Skor 100% berarti test-nya udah cukup kuat.

Kenapa Mutasi Bisa Muncul?

Mutasi di sini maksudnya adalah perubahan kecil (secara sintaks) pada pernyataan di program. Biasanya perubahan ini melibatkan satu variabel yang menyebabkan bug. Contoh sederhananya, pernyataan `(A<B)` diubah jadi `(A>B)`.
Penguji sengaja menambahkan mutasi ke dalam kode program. Nantinya akan dibuat beberapa versi dari program asli, masing-masing dengan mutasi berbeda, atau disebut juga mutant. Mutant-mutant ini kemudian diuji bareng dengan versi original program. Hasil pengujiannya nanti dibandingkan satu sama lain.

Kalau pengujian menunjukkan perbedaan hasil antara mutant dan kode asli, berarti mutasinya berhasil dibunuh dan nggak perlu disimpan. Tapi kalau hasilnya sama, mutant itu dianggap masih hidup (live mutant) dan bisa disimpan buat diuji lagi nanti.

Ada beberapa istilah penting:

  • Live mutants: mutant yang masih lolos dari test.
  • Killed mutants: mutant yang berhasil terdeteksi dan dibunuh.
  • Equivalent mutants: mutant yang secara sintaks beda, tapi secara makna masih sama kayak kode aslinya. Mutant jenis ini nggak dihitung dalam skor.

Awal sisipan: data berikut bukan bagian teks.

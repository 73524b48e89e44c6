mod common;

use cabinet_core::board::{Action, Board, BoardBuilder};
use cabinet_core::cpu::CpuId;
use cabinet_core::device::{
    AdpcmFeeder, CommandLatch, DeviceId, PortMode, RegisterFileChip, SoundChip, SoundPort,
    ValueDecoder,
};
use cabinet_core::interrupt::InterruptLine;
use cabinet_core::memory::{AddressSpace, Bank, Handler, SpaceId};
use cabinet_core::video::DrawOrder;

use common::{TIMING, blank_video};

/// Board with one device mapped at 0x8000-0x80FF and no CPUs.
fn board_with(
    setup: impl FnOnce(&mut BoardBuilder) -> DeviceId,
) -> (Board, SpaceId, DeviceId) {
    let mut b = BoardBuilder::new("devices", TIMING, blank_video(8, 8));
    let id = setup(&mut b);
    let space = b.add_space(
        AddressSpace::builder("main")
            .map(0x8000, 0x80FF, Handler::Device(id))
            .build()
            .unwrap(),
    );
    (b.build().unwrap(), space, id)
}

// ==========================================================================
// ValueDecoder
// ==========================================================================

#[test]
fn test_value_decoder_magic_values_and_fallback() {
    let (mut board, space, id) = board_with(|b| {
        let rom = b.memory().add_rom("banks", vec![0; 0x4000]);
        let bank = b.add_bank(Bank::new("bank1", rom, 0x2000, 2)).unwrap();
        b.add_device(Box::new(
            ValueDecoder::new("stopcode")
                .with_value(
                    0xA5,
                    vec![
                        Action::SelectBank { bank, page: 1 },
                        Action::FlipScreen(true),
                    ],
                )
                .with_fallback(vec![Action::SetSpriteOrder(DrawOrder::BackToFront)]),
        ))
    });

    board.write(space, 0x8000, 0xA5).unwrap();
    let bank = board.banks().get(cabinet_core::memory::BankId(0)).unwrap();
    assert_eq!(bank.selected(), 1);
    assert!(board.video().flipped());
    assert_eq!(board.video().sprite_order(), DrawOrder::FrontToBack);

    board.write(space, 0x8000, 0x00).unwrap();
    assert_eq!(board.video().sprite_order(), DrawOrder::BackToFront);
    assert_eq!(board.device::<ValueDecoder>(id).unwrap().last(), 0x00);
}

// ==========================================================================
// Sound chip ports
// ==========================================================================

#[test]
fn test_address_latched_port() {
    let (mut board, space, id) = board_with(|b| {
        b.add_device(Box::new(SoundPort::new(
            "ay",
            PortMode::AddressLatched,
            RegisterFileChip::new(),
        )))
    });
    board.write(space, 0x8000, 0x07).unwrap();
    board.write(space, 0x8001, 0x38).unwrap();
    assert_eq!(board.read(space, 0x8001).unwrap(), 0x38);

    let port = board.device::<SoundPort<RegisterFileChip>>(id).unwrap();
    assert_eq!(port.selected(), 0x07);
    assert_eq!(port.chip().register(0x07), 0x38);
    assert_eq!(port.chip().writes(), 1);
}

#[test]
fn test_direct_port_maps_offset_to_register() {
    let (mut board, space, id) = board_with(|b| {
        let port = SoundPort::new("dac", PortMode::Direct, RegisterFileChip::new());
        b.add_device(Box::new(port))
    });
    board.write(space, 0x8003, 0x80).unwrap();
    let port = board.device::<SoundPort<RegisterFileChip>>(id).unwrap();
    assert_eq!(port.chip().register(3), 0x80);
    assert!(board.device::<ValueDecoder>(id).is_none());
}

// ==========================================================================
// Command latch gate
// ==========================================================================

#[test]
fn test_gated_latch_holds_data_without_interrupt() {
    let mut b = BoardBuilder::new("gate", TIMING, blank_video(8, 8));
    let sound = CpuId(0);
    let latch = b.add_device(Box::new(
        CommandLatch::new("soundlatch", sound, InterruptLine::Nmi).with_gate(),
    ));
    let space = b.add_space(
        AddressSpace::builder("main")
            .map(0x8000, 0x8001, Handler::Device(latch))
            .build()
            .unwrap(),
    );
    b.add_cpu(cabinet_core::board::CpuConfig::new(
        "sound",
        Box::new(cabinet_core::cpu::ScriptedCpu::idle()),
        1_000_000,
        space,
    ));
    let mut board = b.build().unwrap();

    board.write(space, 0x8000, 0x10).unwrap();
    board.run_slice(10).unwrap();
    assert!(!board.interrupts(sound).unwrap().is_pending(InterruptLine::Nmi));
    assert_eq!(board.read(space, 0x8001).unwrap(), 1);

    // Open the gate through a device delivery, as a control latch would.
    board
        .apply(&Action::Device {
            device: latch,
            param: 1,
        })
        .unwrap();
    board.write(space, 0x8000, 0x11).unwrap();
    board.run_slice(10).unwrap();
    assert!(board.interrupts(sound).unwrap().is_pending(InterruptLine::Nmi));
    assert_eq!(board.read(space, 0x8000).unwrap(), 0x11);
    assert_eq!(board.read(space, 0x8001).unwrap(), 0);
}

// ==========================================================================
// ADPCM feeder
// ==========================================================================

/// Chip that remembers the nibbles it was fed.
#[derive(Default)]
struct NibbleSink {
    fed: Vec<u8>,
}

impl SoundChip for NibbleSink {
    fn write(&mut self, _register: u8, data: u8) {
        self.fed.push(data);
    }
}

fn adpcm_board() -> (Board, SpaceId, DeviceId) {
    board_with(|b| {
        let mut samples = vec![0u8; 0x200];
        samples[0x100..0x104].copy_from_slice(&[0x12, 0x34, 0x56, 0xFF]);
        samples[0..2].copy_from_slice(&[0xAB, 0xFF]);
        let rom = b.memory().add_rom("samples", samples);
        let this = b.next_device_id();
        b.add_device(Box::new(
            AdpcmFeeder::new("adpcm", this, rom, 100, NibbleSink::default()).with_end_marker(0xFF),
        ))
    })
}

#[test]
fn test_adpcm_streams_nibbles_until_end_marker() {
    let (mut board, space, id) = adpcm_board();
    board.write(space, 0x8000, 0x01).unwrap();
    assert_eq!(board.read(space, 0x8000).unwrap(), 1);

    board.run_slice(2_000).unwrap();
    let feeder = board.device::<AdpcmFeeder<NibbleSink>>(id).unwrap();
    assert_eq!(feeder.chip().fed, vec![1, 2, 3, 4, 5, 6]);
    assert!(!feeder.is_playing());
    assert_eq!(board.read(space, 0x8000).unwrap(), 0);
}

#[test]
fn test_adpcm_restart_cancels_running_stream() {
    let (mut board, space, id) = adpcm_board();
    board.write(space, 0x8000, 0x01).unwrap();
    board.run_slice(250).unwrap();
    // Restart at sample 0 mid-stream: the old tick timer must not survive.
    board.write(space, 0x8000, 0x00).unwrap();
    board.run_slice(1_000).unwrap();
    let feeder = board.device::<AdpcmFeeder<NibbleSink>>(id).unwrap();
    assert_eq!(feeder.chip().fed, vec![1, 2, 0xA, 0xB]);
}

#[test]
fn test_adpcm_stop_register() {
    let (mut board, space, id) = adpcm_board();
    board.write(space, 0x8000, 0x01).unwrap();
    board.run_slice(100).unwrap();
    board.write(space, 0x8001, 0x00).unwrap();
    board.run_slice(1_000).unwrap();
    let feeder = board.device::<AdpcmFeeder<NibbleSink>>(id).unwrap();
    assert_eq!(feeder.chip().fed, vec![1]);
    assert!(!feeder.is_playing());
}
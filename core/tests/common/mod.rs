#![allow(dead_code)]

use std::cell::RefCell;
use std::rc::Rc;

use cabinet_core::board::Timing;
use cabinet_core::core::{Bus, BusMaster};
use cabinet_core::cpu::Cpu;
use cabinet_core::interrupt::InterruptLine;
use cabinet_core::memory::BankView;
use cabinet_core::video::{GfxSet, Palette, Rgb, Video};

pub const TIMING: Timing = Timing {
    master_clock_hz: 1_000_000,
    cycles_per_frame: 10_000,
};

/// Everything a [`RecordingCpu`] was asked to do, in order.
#[derive(Clone, Debug, PartialEq, Eq)]
pub enum Event {
    Signal(InterruptLine),
    Run(u64),
    Bank { page: usize },
    Reset,
}

pub type Log = Rc<RefCell<Vec<Event>>>;

/// CPU that touches nothing and logs every call from the board.
pub struct RecordingCpu {
    log: Log,
}

impl RecordingCpu {
    pub fn new() -> (Box<Self>, Log) {
        let log = Log::default();
        let cpu = Self {
            log: Rc::clone(&log),
        };
        (Box::new(cpu), log)
    }
}

impl Cpu for RecordingCpu {
    fn run(&mut self, cycles: u64, _bus: &mut dyn Bus, _master: BusMaster) -> u64 {
        self.log.borrow_mut().push(Event::Run(cycles));
        cycles
    }

    fn signal(&mut self, line: InterruptLine) {
        self.log.borrow_mut().push(Event::Signal(line));
    }

    fn set_program_bank(&mut self, view: BankView) {
        self.log.borrow_mut().push(Event::Bank { page: view.page });
    }

    fn reset(&mut self) {
        self.log.borrow_mut().push(Event::Reset);
    }
}

pub fn signals(log: &Log, line: InterruptLine) -> usize {
    log.borrow()
        .iter()
        .filter(|e| **e == Event::Signal(line))
        .count()
}

pub fn runs(log: &Log) -> Vec<u64> {
    log.borrow()
        .iter()
        .filter_map(|e| match e {
            Event::Run(c) => Some(*c),
            _ => None,
        })
        .collect()
}

/// 1x1 "tiles": code n is a single pixel of value n % 4.
pub fn dot_gfx() -> GfxSet {
    GfxSet::from_pixels(1, 1, (0..=255u16).map(|c| (c % 4) as u8).collect())
}

pub fn blank_video(width: usize, height: usize) -> Video {
    Video::new(width, height, Palette::new(vec![Rgb::BLACK; 16]))
}
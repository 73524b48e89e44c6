//! Memory-mapped peripherals.
//!
//! A device sees only offsets relative to the start of its region and talks
//! back to the board through a [`DeviceContext`]: bank selection, timers,
//! interrupt lines, video flags and raw storage. Actions aimed at another
//! device are queued and delivered after the current access completes, so
//! a device is never re-entered while it is handling an access.

pub mod adpcm;
pub mod bank_select;
pub mod command_latch;
pub mod control_latch;
pub mod sound;
pub mod value_decoder;

pub use adpcm::AdpcmFeeder;
pub use bank_select::BankSelect;
pub use command_latch::CommandLatch;
pub use control_latch::ControlLatch;
pub use sound::{PortMode, RegisterFileChip, SoundChip, SoundPort};
pub use value_decoder::ValueDecoder;

use std::any::Any;

use crate::board::{Action, BoardState};
use crate::core::BusMaster;
use crate::cpu::CpuId;
use crate::error::{Error, Result};
use crate::interrupt::InterruptLine;
use crate::memory::{BankId, Memory};
use crate::timer::TimerHandle;
use crate::video::Video;

/// Handle to a device owned by a [`DeviceRegistry`].
#[derive(Clone, Copy, Debug, PartialEq, Eq, Hash)]
pub struct DeviceId(pub usize);

/// Device-to-device deliveries allowed to cascade from one access.
const MAX_CHAIN: usize = 16;

pub trait Device: Any {
    fn name(&self) -> &str;

    fn read(&mut self, _offset: u16, _ctx: &mut DeviceContext) -> u8 {
        0xFF
    }

    fn write(&mut self, offset: u16, data: u8, ctx: &mut DeviceContext);

    /// Delivery of an [`Action::Device`], from a timer or another device.
    fn on_timer(&mut self, _param: u32, _ctx: &mut DeviceContext) {}

    fn reset(&mut self) {}
}

/// Board services available to a device during an access.
pub struct DeviceContext<'a> {
    state: &'a mut BoardState,
    deferred: &'a mut Vec<(DeviceId, u32)>,
    master: BusMaster,
}

impl<'a> DeviceContext<'a> {
    pub(crate) fn new(
        state: &'a mut BoardState,
        deferred: &'a mut Vec<(DeviceId, u32)>,
        master: BusMaster,
    ) -> Self {
        Self {
            state,
            deferred,
            master,
        }
    }

    /// Bus master performing the access (`Host` for timer deliveries).
    pub fn master(&self) -> BusMaster {
        self.master
    }

    /// Current board time in master cycles.
    pub fn now(&self) -> u64 {
        self.state.timers.now()
    }

    /// Apply an action. Failures are configuration mistakes; they are
    /// logged and the action is skipped.
    pub fn apply(&mut self, action: &Action) {
        if let Err(err) = self.state.apply(action, self.deferred) {
            log::warn!("{action:?} failed: {err}");
        }
    }

    pub fn apply_all(&mut self, actions: &[Action]) {
        for action in actions {
            self.apply(action);
        }
    }

    pub fn schedule(&mut self, delay: u64, period: u64, action: Action) -> TimerHandle {
        self.state.timers.schedule(delay, period, action)
    }

    /// Cancel a timer; false if it already fired or was cancelled.
    pub fn cancel(&mut self, handle: TimerHandle) -> bool {
        self.state.timers.cancel(handle).unwrap_or(false)
    }

    pub fn select_bank(&mut self, bank: BankId, index: usize) -> Result<usize> {
        self.state.banks.select(bank, index)
    }

    pub fn raise(&mut self, cpu: CpuId, line: InterruptLine) {
        self.apply(&Action::RaiseInterrupt { cpu, line });
    }

    pub fn clear(&mut self, cpu: CpuId, line: InterruptLine) {
        self.apply(&Action::ClearInterrupt { cpu, line });
    }

    pub fn memory(&self) -> &Memory {
        &self.state.memory
    }

    pub fn memory_mut(&mut self) -> &mut Memory {
        &mut self.state.memory
    }

    pub fn video_mut(&mut self) -> &mut Video {
        &mut self.state.video
    }
}

#[derive(Default)]
pub struct DeviceRegistry {
    devices: Vec<Box<dyn Device>>,
}

impl DeviceRegistry {
    pub fn new() -> Self {
        Self::default()
    }

    pub fn add(&mut self, device: Box<dyn Device>) -> DeviceId {
        log::debug!("device #{}: {}", self.devices.len(), device.name());
        self.devices.push(device);
        DeviceId(self.devices.len() - 1)
    }

    pub fn len(&self) -> usize {
        self.devices.len()
    }

    pub fn is_empty(&self) -> bool {
        self.devices.is_empty()
    }

    pub fn contains(&self, id: DeviceId) -> bool {
        id.0 < self.devices.len()
    }

    pub fn find(&self, name: &str) -> Option<DeviceId> {
        self.devices
            .iter()
            .position(|d| d.name() == name)
            .map(DeviceId)
    }

    /// Typed access to a device, `None` if `id` is unknown or not a `T`.
    pub fn get<T: Device>(&self, id: DeviceId) -> Option<&T> {
        let device: &dyn Any = &**self.devices.get(id.0)?;
        device.downcast_ref()
    }

    pub fn get_mut<T: Device>(&mut self, id: DeviceId) -> Option<&mut T> {
        let device: &mut dyn Any = &mut **self.devices.get_mut(id.0)?;
        device.downcast_mut()
    }

    pub(crate) fn read(
        &mut self,
        id: DeviceId,
        offset: u16,
        state: &mut BoardState,
        master: BusMaster,
    ) -> u8 {
        let mut deferred = Vec::new();
        let value = match self.devices.get_mut(id.0) {
            Some(device) => {
                let mut ctx = DeviceContext::new(state, &mut deferred, master);
                device.read(offset, &mut ctx)
            }
            None => {
                state.record_fault(Error::UnknownDevice(id.0));
                0xFF
            }
        };
        self.deliver(deferred, state, master);
        value
    }

    pub(crate) fn write(
        &mut self,
        id: DeviceId,
        offset: u16,
        data: u8,
        state: &mut BoardState,
        master: BusMaster,
    ) {
        let mut deferred = Vec::new();
        match self.devices.get_mut(id.0) {
            Some(device) => {
                let mut ctx = DeviceContext::new(state, &mut deferred, master);
                device.write(offset, data, &mut ctx)
            }
            None => state.record_fault(Error::UnknownDevice(id.0)),
        }
        self.deliver(deferred, state, master);
    }

    /// Hand queued `(device, param)` deliveries to their targets, including
    /// any they queue in turn.
    pub(crate) fn deliver(
        &mut self,
        mut queue: Vec<(DeviceId, u32)>,
        state: &mut BoardState,
        master: BusMaster,
    ) {
        let mut rounds = 0;
        while !queue.is_empty() {
            if rounds == MAX_CHAIN {
                log::warn!("device delivery chain cut after {MAX_CHAIN} rounds");
                return;
            }
            rounds += 1;
            let mut next = Vec::new();
            for (id, param) in queue {
                match self.devices.get_mut(id.0) {
                    Some(device) => {
                        device.on_timer(param, &mut DeviceContext::new(state, &mut next, master))
                    }
                    None => log::warn!("delivery to unknown device #{}", id.0),
                }
            }
            queue = next;
        }
    }

    pub fn reset(&mut self) {
        for device in &mut self.devices {
            device.reset();
        }
    }
}
use crate::board::Action;
use crate::cpu::CpuId;
use crate::device::{Device, DeviceContext};
use crate::interrupt::InterruptLine;

/// Cross-CPU command latch (a "sound latch").
///
/// The writing CPU stores a byte; after `delay` master cycles the target
/// CPU's interrupt line is raised. The raise always goes through the timer
/// queue, even with a zero delay, so the target never observes the command
/// in the middle of the writer's slice.
///
/// Offsets:
/// - 0 read: latched byte (optionally acknowledging the interrupt)
/// - 0 write: store byte, schedule the interrupt
/// - 1 read: status, bit 0 set while a byte is waiting
/// - 1 write: interrupt enable gate, bit 0 (only when gated)
///
/// The gate can also be driven by delivery params: 0 disables, 1 enables.
pub struct CommandLatch {
    name: String,
    target: CpuId,
    line: InterruptLine,
    delay: u64,
    data: u8,
    full: bool,
    gated: bool,
    enabled: bool,
    acknowledge_on_read: bool,
}

impl CommandLatch {
    pub fn new(name: &str, target: CpuId, line: InterruptLine) -> Self {
        Self {
            name: name.to_string(),
            target,
            line,
            delay: 0,
            data: 0,
            full: false,
            gated: false,
            enabled: true,
            acknowledge_on_read: false,
        }
    }

    pub fn with_delay(mut self, cycles: u64) -> Self {
        self.delay = cycles;
        self
    }

    /// Start with the interrupt gate closed; the target side opens it.
    pub fn with_gate(mut self) -> Self {
        self.gated = true;
        self.enabled = false;
        self
    }

    /// Clear the target's interrupt line when the latch is read.
    pub fn acknowledge_on_read(mut self) -> Self {
        self.acknowledge_on_read = true;
        self
    }

    pub fn data(&self) -> u8 {
        self.data
    }

    pub fn is_full(&self) -> bool {
        self.full
    }

    pub fn is_enabled(&self) -> bool {
        self.enabled
    }
}

impl Device for CommandLatch {
    fn name(&self) -> &str {
        &self.name
    }

    fn read(&mut self, offset: u16, ctx: &mut DeviceContext) -> u8 {
        if offset & 1 == 1 {
            return self.full as u8;
        }
        self.full = false;
        if self.acknowledge_on_read {
            ctx.clear(self.target, self.line);
        }
        self.data
    }

    fn write(&mut self, offset: u16, data: u8, ctx: &mut DeviceContext) {
        if offset & 1 == 1 {
            if self.gated {
                self.enabled = data & 1 != 0;
            }
            return;
        }
        self.data = data;
        self.full = true;
        if self.enabled {
            ctx.schedule(
                self.delay,
                0,
                Action::RaiseInterrupt {
                    cpu: self.target,
                    line: self.line,
                },
            );
        } else {
            log::trace!(
                "{}: 0x{data:02X} latched with interrupt gated off",
                self.name
            );
        }
    }

    fn on_timer(&mut self, param: u32, _ctx: &mut DeviceContext) {
        if self.gated {
            self.enabled = param != 0;
        }
    }

    fn reset(&mut self) {
        self.data = 0;
        self.full = false;
        self.enabled = !self.gated;
    }
}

Jenis-Jenis Mutation Testing

Secara umum, mutation testing dibagi jadi tiga tipe utama:

  • Statement mutation. Menghapus atau mengganti statement dengan statement lain. Contohnya: “A = 10 dan B = 5” diubah jadi “A = 5 dan B = 15.”
  • Value mutation. Mengubah nilai untuk nyari potensi error. Contoh: “A = 15” diubah jadi “A = 10” atau “A = 25.”
  • Decision mutation. Operator logika atau aritmatika diganti. Misalnya, “(A<B)” jadi “(A>B).”

Kelebihan dan Kekurangan

Mutation testing punya beberapa kelebihan, di antaranya:

  • Membantu mengidentifikasi bagian kode atau test yang lemah.
  • Menyediakan deteksi error yang lebih dalam dan menyeluruh.
  • Meningkatkan penggunaan framework OOP dan unit test jika organisasi menggunakannya.
  • Karena framework dan unit test makin umum, tools untuk mutation testing juga makin banyak tersedia.
  • Membantu organisasi menilai seberapa efektif alat uji mereka dengan menggunakan skor.

Tapi, ada juga kekurangannya:

  • Kurang praktis kalau nggak pakai tools otomatis.
  • Bisa makan waktu dan biaya karena jumlah mutant yang perlu diuji bisa sangat banyak.

Tools untuk Mutation Testing

Ada beberapa tools open-source yang bisa bantu mempercepat proses pembuatan mutant, contohnya:

  • Insure++.
  • Jester (untuk JUnit).
  • PIT (untuk Java dan JVM).
  • MuClipse (plugin untuk Eclipse).

Tools ini bisa dipakai buat menjalankan unit test ke kode yang sudah dimodifikasi otomatis, dan juga bisa bikin laporan tentang mutant yang berhasil dibunuh, yang masih hidup, yang nggak ter-cover, error karena timeout, memori, atau runtime error lainnya.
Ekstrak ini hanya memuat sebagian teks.